■ WHAT TO WORK ON ■
Output all of the data verbatim.

------------------------

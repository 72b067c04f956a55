//! Easing curves shared by time ramps and visual fades.

use serde::Deserialize;

/// Shape of a 0..1 interpolation.
#[derive(Debug, Clone, Copy, PartialEq, Eq, Default, Deserialize)]
pub enum Easing {
    #[default]
    Linear,
    QuadIn,
    QuadOut,
    QuadInOut,
    SmoothStep,
}

impl Easing {
    /// Map normalized progress `t` through the curve. Input is clamped to [0, 1].
    pub fn sample(self, t: f32) -> f32 {
        let t = t.clamp(0.0, 1.0);
        match self {
            Easing::Linear => t,
            Easing::QuadIn => t * t,
            Easing::QuadOut => t * (2.0 - t),
            Easing::QuadInOut => {
                if t < 0.5 {
                    2.0 * t * t
                } else {
                    -1.0 + (4.0 - 2.0 * t) * t
                }
            }
            Easing::SmoothStep => t * t * (3.0 - 2.0 * t),
        }
    }

    /// Interpolate between `from` and `to` at progress `t`.
    pub fn lerp(self, from: f32, to: f32, t: f32) -> f32 {
        from + (to - from) * self.sample(t)
    }
}

/// Triangle wave in [0, 1], used for blink and pulse effects.
pub fn ping_pong(value: f32) -> f32 {
    let wrapped = value.rem_euclid(2.0);
    if wrapped > 1.0 {
        2.0 - wrapped
    } else {
        wrapped
    }
}

#[cfg(test)]
mod tests {
    use super::*;

    #[test]
    fn curves_hit_endpoints() {
        for easing in [
            Easing::Linear,
            Easing::QuadIn,
            Easing::QuadOut,
            Easing::QuadInOut,
            Easing::SmoothStep,
        ] {
            assert_eq!(easing.sample(0.0), 0.0, "{easing:?} at 0");
            assert!((easing.sample(1.0) - 1.0).abs() < 1e-6, "{easing:?} at 1");
        }
    }

    #[test]
    fn sample_clamps_out_of_range_progress() {
        assert_eq!(Easing::QuadOut.sample(-3.0), 0.0);
        assert!((Easing::QuadOut.sample(7.5) - 1.0).abs() < 1e-6);
    }

    #[test]
    fn ping_pong_folds_back() {
        assert!((ping_pong(0.25) - 0.25).abs() < 1e-6);
        assert!((ping_pong(1.5) - 0.5).abs() < 1e-6);
        assert!((ping_pong(2.25) - 0.25).abs() < 1e-6);
    }
}
//! Parry plugin - the aim, dash and cooldown state machine.

use bevy::prelude::*;

use super::config::ParryConfig;
use super::input::read_parry_input;
use super::systems;
use crate::core::{init_tuning, GameplaySet};

/// Parry plugin - drives every [`ParryActor`](super::ParryActor).
pub struct ParryPlugin;

impl Plugin for ParryPlugin {
    fn build(&self, app: &mut App) {
        init_tuning::<ParryConfig>(app);

        systems::setup_parry_systems(app);

        // Device input only exists in the windowed game
        app.add_systems(
            Update,
            read_parry_input
                .in_set(GameplaySet::Input)
                .run_if(resource_exists::<ButtonInput<MouseButton>>)
                .run_if(resource_exists::<ButtonInput<KeyCode>>),
        );
    }
}
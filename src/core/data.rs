//! RON tuning file loading shared by every plugin that has a config.

use bevy::prelude::*;
use serde::de::DeserializeOwned;
use std::fs;
use std::path::Path;

use super::error::ConfigError;

/// A tuning struct that can reject values it cannot run with.
pub trait TuningData: DeserializeOwned + Default {
    /// Path relative to the working directory, e.g. `assets/data/parry.ron`.
    const PATH: &'static str;

    fn validate(&self) -> Result<(), ConfigError> {
        Ok(())
    }
}

/// Parse a RON string into a tuning struct.
pub fn parse_ron<T: TuningData>(path: &str, contents: &str) -> Result<T, ConfigError> {
    let data: T = ron::from_str(contents).map_err(|e| ConfigError::ParseError {
        path: path.to_string(),
        details: e.to_string(),
    })?;
    data.validate()?;
    Ok(data)
}

/// Read and validate a RON file.
pub fn load_ron<T: TuningData>(path: &str) -> Result<T, ConfigError> {
    if !Path::new(path).exists() {
        return Err(ConfigError::FileNotFound(path.to_string()));
    }

    let contents = fs::read_to_string(path).map_err(|e| ConfigError::ReadError {
        path: path.to_string(),
        details: e.to_string(),
    })?;

    parse_ron(path, &contents)
}

/// Load `T` from its file, falling back to defaults when anything goes wrong.
pub fn load_or_default<T: TuningData>() -> T {
    match load_ron::<T>(T::PATH) {
        Ok(data) => {
            info!("Loaded tuning data from {}", T::PATH);
            data
        }
        Err(ConfigError::FileNotFound(path)) => {
            warn!("Tuning file '{}' not found, using defaults", path);
            T::default()
        }
        Err(e) => {
            error!("{}. Using defaults.", e);
            T::default()
        }
    }
}

/// Insert `T` from disk unless the app already carries one.
pub fn init_tuning<T: TuningData + Resource>(app: &mut App) {
    if app.world().contains_resource::<T>() {
        return;
    }
    app.insert_resource(load_or_default::<T>());
}

#[cfg(test)]
mod tests {
    use super::*;
    use serde::Deserialize;

    #[derive(Deserialize, Default, Debug, PartialEq)]
    struct Knobs {
        speed: f32,
    }

    impl TuningData for Knobs {
        const PATH: &'static str = "assets/data/does_not_exist.ron";

        fn validate(&self) -> Result<(), ConfigError> {
            if self.speed < 0.0 {
                return Err(ConfigError::Invalid {
                    field: "speed",
                    details: format!("{} is negative", self.speed),
                });
            }
            Ok(())
        }
    }

    #[test]
    fn parses_valid_ron() {
        let knobs: Knobs = parse_ron("inline", "(speed: 2.5)").unwrap();
        assert_eq!(knobs, Knobs { speed: 2.5 });
    }

    #[test]
    fn reports_parse_errors_with_path() {
        let err = parse_ron::<Knobs>("inline.ron", "(speed: fast)").unwrap_err();
        assert!(matches!(err, ConfigError::ParseError { ref path, .. } if path == "inline.ron"));
    }

    #[test]
    fn validation_failures_surface() {
        let err = parse_ron::<Knobs>("inline", "(speed: -1.0)").unwrap_err();
        assert!(matches!(err, ConfigError::Invalid { field: "speed", .. }));
    }

    #[test]
    fn missing_file_falls_back_to_default() {
        assert!(matches!(
            load_ron::<Knobs>(Knobs::PATH),
            Err(ConfigError::FileNotFound(_))
        ));
        assert_eq!(load_or_default::<Knobs>(), Knobs::default());
    }
}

------------------------

■ ANSWER FOR THIS EXERCISE ■
repository 72b067c04f956a55
//! Easing curves shared by time ramps and visual fades.

use serde::Deserialize;

/// Shape of a 0..1 interpolation.
#[derive(Debug, Clone, Copy, PartialEq, Eq, Default, Deserialize)]
pub enum Easing {
    #[default]
    Linear,
    QuadIn,
    QuadOut,
    QuadInOut,
    SmoothStep,
}

impl Easing {
    /// Map normalized progress `t` through the curve. Input is clamped to [0, 1].
    pub fn sample(self, t: f32) -> f32 {
        let t = t.clamp(0.0, 1.0);
        match self {
            Easing::Linear => t,
            Easing::QuadIn => t * t,
            Easing::QuadOut => t * (2.0 - t),
            Easing::QuadInOut => {
                if t < 0.5 {
                    2.0 * t * t
                } else {
                    -1.0 + (4.0 - 2.0 * t) * t
                }
            }
            Easing::SmoothStep => t * t * (3.0 - 2.0 * t),
        }
    }

    /// Interpolate between `from` and `to` at progress `t`.
    pub fn lerp(self, from: f32, to: f32, t: f32) -> f32 {
        from + (to - from) * self.sample(t)
    }
}

/// Triangle wave in [0, 1], used for blink and pulse effects.
pub fn ping_pong(value: f32) -> f32 {
    let wrapped = value.rem_euclid(2.0);
    if wrapped > 1.0 {
        2.0 - wrapped
    } else {
        wrapped
    }
}

#[cfg(test)]
mod tests {
    use super::*;

    #[test]
    fn curves_hit_endpoints() {
        for easing in [
            Easing::Linear,
            Easing::QuadIn,
            Easing::QuadOut,
            Easing::QuadInOut,
            Easing::SmoothStep,
        ] {
            assert_eq!(easing.sample(0.0), 0.0, "{easing:?} at 0");
            assert!((easing.sample(1.0) - 1.0).abs() < 1e-6, "{easing:?} at 1");
        }
    }

    #[test]
    fn sample_clamps_out_of_range_progress() {
        assert_eq!(Easing::QuadOut.sample(-3.0), 0.0);
        assert!((Easing::QuadOut.sample(7.5) - 1.0).abs() < 1e-6);
    }

    #[test]
    fn ping_pong_folds_back() {
        assert!((ping_pong(0.25) - 0.25).abs() < 1e-6);
        assert!((ping_pong(1.5) - 0.5).abs() < 1e-6);
        assert!((ping_pong(2.25) - 0.25).abs() < 1e-6);
    }
}
//! Parry plugin - the aim, dash and cooldown state machine.

use bevy::prelude::*;

use super::config::ParryConfig;
use super::input::read_parry_input;
use super::systems;
use crate::core::{init_tuning, GameplaySet};

/// Parry plugin - drives every [`ParryActor`](super::ParryActor).
pub struct ParryPlugin;

impl Plugin for ParryPlugin {
    fn build(&self, app: &mut App) {
        init_tuning::<ParryConfig>(app);

        systems::setup_parry_systems(app);

        // Device input only exists in the windowed game
        app.add_systems(
            Update,
            read_parry_input
                .in_set(GameplaySet::Input)
                .run_if(resource_exists::<ButtonInput<MouseButton>>)
                .run_if(resource_exists::<ButtonInput<KeyCode>>),
        );
    }
}
filename src/core/data.rs
//! RON tuning file loading shared by every plugin that has a config.

use bevy::prelude::*;
use serde::de::DeserializeOwned;
use std::fs;
use std::path::Path;

use super::error::ConfigError;

/// A tuning struct that can reject values it cannot run with.
pub trait TuningData: DeserializeOwned + Default {
    /// Path relative to the working directory, e.g. `assets/data/parry.ron`.
    const PATH: &'static str;

    fn validate(&self) -> Result<(), ConfigError> {
        Ok(())
    }
}

/// Parse a RON string into a tuning struct.
pub fn parse_ron<T: TuningData>(path: &str, contents: &str) -> Result<T, ConfigError> {
    let data: T = ron::from_str(contents).map_err(|e| ConfigError::ParseError {
        path: path.to_string(),
        details: e.to_string(),
    })?;
    data.validate()?;
    Ok(data)
}

/// Read and validate a RON file.
pub fn load_ron<T: TuningData>(path: &str) -> Result<T, ConfigError> {
    if !Path::new(path).exists() {
        return Err(ConfigError::FileNotFound(path.to_string()));
    }

    let contents = fs::read_to_string(path).map_err(|e| ConfigError::ReadError {
        path: path.to_string(),
        details: e.to_string(),
    })?;

    parse_ron(path, &contents)
}

/// Load `T` from its file, falling back to defaults when anything goes wrong.
pub fn load_or_default<T: TuningData>() -> T {
    match load_ron::<T>(T::PATH) {
        Ok(data) => {
            info!("Loaded tuning data from {}", T::PATH);
            data
        }
        Err(ConfigError::FileNotFound(path)) => {
            warn!("Tuning file '{}' not found, using defaults", path);
            T::default()
        }
        Err(e) => {
            error!("{}. Using defaults.", e);
            T::default()
        }
    }
}

/// Insert `T` from disk unless the app already carries one.
pub fn init_tuning<T: TuningData + Resource>(app: &mut App) {
    if app.world().contains_resource::<T>() {
        return;
    }
    app.insert_resource(load_or_default::<T>());
}

#[cfg(test)]
mod tests {
    use super::*;
    use serde::Deserialize;

    #[derive(Deserialize, Default, Debug, PartialEq)]
    struct Knobs {
        speed: f32,
    }

    impl TuningData for Knobs {
        const PATH: &'static str = "assets/data/does_not_exist.ron";

        fn validate(&self) -> Result<(), ConfigError> {
            if self.speed < 0.0 {
                return Err(ConfigError::Invalid {
                    field: "speed",
                    details: format!("{} is negative", self.speed),
                });
            }
            Ok(())
        }
    }

    #[test]
    fn parses_valid_ron() {
        let knobs: Knobs = parse_ron("inline", "(speed: 2.5)").unwrap();
        assert_eq!(knobs, Knobs { speed: 2.5 });
    }

    #[test]
    fn reports_parse_errors_with_path() {
        let err = parse_ron::<Knobs>("inline.ron", "(speed: fast)").unwrap_err();
        assert!(matches!(err, ConfigError::ParseError { ref path, .. } if path == "inline.ron"));
    }

    #[test]
    fn validation_failures_surface() {
        let err = parse_ron::<Knobs>("inline", "(speed: -1.0)").unwrap_err();
        assert!(matches!(err, ConfigError::Invalid { field: "speed", .. }));
    }

    #[test]
    fn missing_file_falls_back_to_default() {
        assert!(matches!(
            load_ron::<Knobs>(Knobs::PATH),
            Err(ConfigError::FileNotFound(_))
        ));
        assert_eq!(load_or_default::<Knobs>(), Knobs::default());
    }
}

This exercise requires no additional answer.